Return each line exactly as written. Begin with the first line of the entries and end with the line that has "use crate::png::encode_png;".

• **SUPPLIED DATA**:

= = = = = = =

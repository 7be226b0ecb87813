//! Output formats and figure saving.

use std::fmt;
use std::io::Cursor;
use std::path::Path;

use diags_common::{DiagsError, DiagsResult};
use image::{DynamicImage, ImageOutputFormat, RgbImage, RgbaImage};
use printpdf::{Image, ImageTransform, Mm, PdfDocument};
use tracing::debug;

use crate::figure::Figure;
use crate::png::encode_png;

/// JPEG quality used for saved figures.
const JPEG_QUALITY: u8 = 90;

/// Millimetres per inch, for PDF page sizes.
const MM_PER_INCH: f32 = 25.4;

/// Formats a figure can be written as. PDF embeds the raster page.
#[derive(Debug, Clone, Copy, PartialEq, Eq, Hash)]
pub enum OutputFormat {
    Png,
    Jpeg,
    Bmp,
    Tiff,
    Gif,
    Pdf,
}

/// Lowercase a format name and keep only its last `.`-separated component,
/// so `"PNG"`, `".png"` and `"plot.png"` all become `"png"`.
pub fn normalize_format(format: &str) -> String {
    let lower = format.trim().to_lowercase();
    match lower.rsplit_once('.') {
        Some((_, ext)) => ext.to_string(),
        None => lower,
    }
}

impl OutputFormat {
    pub fn parse(format: &str) -> DiagsResult<Self> {
        match normalize_format(format).as_str() {
            "png" => Ok(Self::Png),
            "jpg" | "jpeg" => Ok(Self::Jpeg),
            "bmp" => Ok(Self::Bmp),
            "tif" | "tiff" => Ok(Self::Tiff),
            "gif" => Ok(Self::Gif),
            "pdf" => Ok(Self::Pdf),
            _ => Err(DiagsError::UnsupportedFormat(format.to_string())),
        }
    }

    /// Canonical file extension.
    pub fn extension(&self) -> &'static str {
        match self {
            Self::Png => "png",
            Self::Jpeg => "jpg",
            Self::Bmp => "bmp",
            Self::Tiff => "tiff",
            Self::Gif => "gif",
            Self::Pdf => "pdf",
        }
    }
}

impl fmt::Display for OutputFormat {
    fn fmt(&self, f: &mut fmt::Formatter<'_>) -> fmt::Result {
        f.write_str(self.extension())
    }
}

/// Encode a figure into the bytes of `format`.
pub fn encode(figure: &Figure, format: OutputFormat) -> DiagsResult<Vec<u8>> {
    let (width, height) = (figure.width(), figure.height());
    let rgba = figure.rgba();

    match format {
        OutputFormat::Png => encode_png(&rgba, width as usize, height as usize, figure.dpi()),
        OutputFormat::Jpeg => {
            let mut out = Vec::new();
            let mut cursor = Cursor::new(&mut out);
            let mut encoder =
                image::codecs::jpeg::JpegEncoder::new_with_quality(&mut cursor, JPEG_QUALITY);
            encoder
                .encode(&to_rgb(&rgba), width, height, image::ColorType::Rgb8)
                .map_err(|e| DiagsError::RenderError(format!("JPEG encoding failed: {}", e)))?;
            Ok(out)
        }
        OutputFormat::Pdf => encode_pdf(figure, to_rgb(&rgba)),
        OutputFormat::Bmp | OutputFormat::Tiff | OutputFormat::Gif => {
            let image = RgbaImage::from_raw(width, height, rgba).ok_or_else(size_mismatch)?;
            let target = match format {
                OutputFormat::Bmp => ImageOutputFormat::Bmp,
                OutputFormat::Tiff => ImageOutputFormat::Tiff,
                _ => ImageOutputFormat::Gif,
            };
            let mut cursor = Cursor::new(Vec::new());
            DynamicImage::ImageRgba8(image)
                .write_to(&mut cursor, target)
                .map_err(|e| {
                    DiagsError::RenderError(format!("{} encoding failed: {}", format, e))
                })?;
            Ok(cursor.into_inner())
        }
    }
}

/// One page the size of the figure, holding the page as an image at the
/// figure's dpi.
fn encode_pdf(figure: &Figure, rgb: Vec<u8>) -> DiagsResult<Vec<u8>> {
    let (width, height) = (figure.width(), figure.height());
    let dpi = figure.dpi();
    let page_w = Mm(width as f32 / dpi * MM_PER_INCH);
    let page_h = Mm(height as f32 / dpi * MM_PER_INCH);

    let (doc, page, layer) = PdfDocument::new("Diagnostics figure", page_w, page_h, "Figure");
    let image = RgbImage::from_raw(width, height, rgb).ok_or_else(size_mismatch)?;
    Image::from_dynamic_image(&DynamicImage::ImageRgb8(image)).add_to_layer(
        doc.get_page(page).get_layer(layer),
        ImageTransform {
            dpi: Some(dpi),
            ..ImageTransform::default()
        },
    );
    doc.save_to_bytes()
        .map_err(|e| DiagsError::RenderError(format!("PDF encoding failed: {}", e)))
}

fn to_rgb(rgba: &[u8]) -> Vec<u8> {
    rgba.chunks_exact(4).flat_map(|p| [p[0], p[1], p[2]]).collect()
}

fn size_mismatch() -> DiagsError {
    DiagsError::RenderError("pixel buffer does not match figure size".into())
}

impl Figure {
    /// Encode and write the figure to `path`.
    pub fn save(&self, path: &Path, format: OutputFormat) -> DiagsResult<()> {
        let bytes = encode(self, format)?;
        std::fs::write(path, &bytes)?;
        debug!(path = %path.display(), bytes = bytes.len(), %format, "Wrote figure");
        Ok(())
    }
}

#[cfg(test)]
mod tests {
    use super::*;

    #[test]
    fn test_normalize_format() {
        assert_eq!(normalize_format("PNG"), "png");
        assert_eq!(normalize_format("figure.Png"), "png");
        assert_eq!(normalize_format(".jpeg"), "jpeg");
        assert_eq!(normalize_format(" pdf "), "pdf");
    }

    #[test]
    fn test_parse_formats() {
        assert_eq!(OutputFormat::parse("png").unwrap(), OutputFormat::Png);
        assert_eq!(OutputFormat::parse("JPG").unwrap(), OutputFormat::Jpeg);
        assert_eq!(OutputFormat::parse("tif").unwrap(), OutputFormat::Tiff);
        assert_eq!(OutputFormat::parse("PDF").unwrap(), OutputFormat::Pdf);
        for vector in ["svg", "eps", "ps", "webp"] {
            assert!(matches!(
                OutputFormat::parse(vector),
                Err(DiagsError::UnsupportedFormat(_))
            ));
        }
    }

    #[test]
    fn test_encode_magic_bytes() {
        let figure = Figure::new([1.0, 0.5], 20.0).unwrap();
        assert_eq!(&encode(&figure, OutputFormat::Png).unwrap()[1..4], b"PNG");
        assert_eq!(&encode(&figure, OutputFormat::Jpeg).unwrap()[0..2], &[0xFF, 0xD8]);
        assert_eq!(&encode(&figure, OutputFormat::Bmp).unwrap()[0..2], b"BM");
        assert_eq!(&encode(&figure, OutputFormat::Gif).unwrap()[0..3], b"GIF");
        assert_eq!(&encode(&figure, OutputFormat::Pdf).unwrap()[0..5], b"%PDF-");
        let tiff = encode(&figure, OutputFormat::Tiff).unwrap();
        assert!(&tiff[0..2] == b"II" || &tiff[0..2] == b"MM");
    }
}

= = = = = = =

• **RESULT OF THE EXERCISE**:
repository 7be226b0ecb87813
//! Output formats and figure saving.

use std::fmt;
use std::io::Cursor;
use std::path::Path;

use diags_common::{DiagsError, DiagsResult};
use image::{DynamicImage, ImageOutputFormat, RgbImage, RgbaImage};
use printpdf::{Image, ImageTransform, Mm, PdfDocument};
use tracing::debug;

use crate::figure::Figure;
use crate::png::encode_png;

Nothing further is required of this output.